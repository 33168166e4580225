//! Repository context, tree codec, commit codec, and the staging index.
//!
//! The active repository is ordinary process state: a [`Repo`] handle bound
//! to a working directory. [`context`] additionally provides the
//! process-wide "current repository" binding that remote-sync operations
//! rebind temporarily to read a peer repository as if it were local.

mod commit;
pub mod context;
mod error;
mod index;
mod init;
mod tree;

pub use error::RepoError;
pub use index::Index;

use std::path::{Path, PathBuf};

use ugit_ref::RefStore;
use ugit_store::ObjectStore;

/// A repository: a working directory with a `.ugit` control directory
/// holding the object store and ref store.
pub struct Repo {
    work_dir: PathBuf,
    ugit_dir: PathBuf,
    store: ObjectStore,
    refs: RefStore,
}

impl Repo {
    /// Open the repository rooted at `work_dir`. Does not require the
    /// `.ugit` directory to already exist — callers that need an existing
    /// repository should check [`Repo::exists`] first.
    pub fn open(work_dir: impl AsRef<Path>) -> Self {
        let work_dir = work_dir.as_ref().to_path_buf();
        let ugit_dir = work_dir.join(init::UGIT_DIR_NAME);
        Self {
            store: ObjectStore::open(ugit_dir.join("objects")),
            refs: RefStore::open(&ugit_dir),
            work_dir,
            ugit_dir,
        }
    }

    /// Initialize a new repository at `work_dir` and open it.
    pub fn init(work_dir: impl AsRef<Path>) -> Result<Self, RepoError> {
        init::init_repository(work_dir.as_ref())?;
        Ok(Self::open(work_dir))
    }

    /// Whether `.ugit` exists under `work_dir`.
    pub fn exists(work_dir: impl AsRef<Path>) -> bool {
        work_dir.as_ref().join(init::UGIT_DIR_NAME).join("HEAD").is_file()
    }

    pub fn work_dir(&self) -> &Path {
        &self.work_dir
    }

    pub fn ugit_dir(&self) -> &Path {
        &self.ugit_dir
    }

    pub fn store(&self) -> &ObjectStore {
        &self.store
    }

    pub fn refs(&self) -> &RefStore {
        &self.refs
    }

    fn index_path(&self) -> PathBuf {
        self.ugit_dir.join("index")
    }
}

§ §

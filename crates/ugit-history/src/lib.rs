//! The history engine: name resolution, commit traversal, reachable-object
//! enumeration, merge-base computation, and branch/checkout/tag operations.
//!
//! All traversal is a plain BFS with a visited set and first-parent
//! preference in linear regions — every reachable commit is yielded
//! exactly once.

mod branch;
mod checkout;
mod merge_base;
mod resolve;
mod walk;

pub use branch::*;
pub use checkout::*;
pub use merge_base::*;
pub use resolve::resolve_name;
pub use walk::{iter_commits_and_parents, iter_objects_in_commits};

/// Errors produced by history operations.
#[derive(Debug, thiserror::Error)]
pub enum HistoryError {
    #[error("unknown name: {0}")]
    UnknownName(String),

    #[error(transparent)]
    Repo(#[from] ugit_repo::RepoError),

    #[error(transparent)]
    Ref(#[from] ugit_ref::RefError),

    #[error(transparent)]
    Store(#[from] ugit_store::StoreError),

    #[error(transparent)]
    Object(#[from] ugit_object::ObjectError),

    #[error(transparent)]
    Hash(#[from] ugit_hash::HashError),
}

§ §

▶ [WORK TO BE COMPLETED]
Out of the data above, transcribe exactly and only the lines starting with the line that has "let work_dir = work_dir.as_ref().to_path_buf();" and going on through the line that has "and open it.", both included.

▶ [ANSWER FOR THIS EXERCISE]
        let work_dir = work_dir.as_ref().to_path_buf();
        let ugit_dir = work_dir.join(init::UGIT_DIR_NAME);
        Self {
            store: ObjectStore::open(ugit_dir.join("objects")),
            refs: RefStore::open(&ugit_dir),
            work_dir,
            ugit_dir,
        }
    }

    /// Initialize a new repository at `work_dir` and open it.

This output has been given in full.